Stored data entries
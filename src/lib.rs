//! Edge router library.
//!
//! Serves a static site out of an object store, guarded by Basic auth rules,
//! with redirect rules and remote function routes layered in front of it.
//! All rules come from JSON control documents stored next to the site.

pub mod config;
pub mod functions;
pub mod http;
pub mod lifecycle;
pub mod observability;
pub mod resilience;
pub mod routing;
pub mod rules;
pub mod security;
pub mod storage;

pub use config::schema::EdgeConfig;
pub use http::HttpServer;
pub use lifecycle::Shutdown;
pub use routing::{EdgeRouter, SharedRouter};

THE PROBLEM: What lines in the entries above hold "http"? Copy every one.

ANSWER BOX:
pub mod http;
pub use http::HttpServer;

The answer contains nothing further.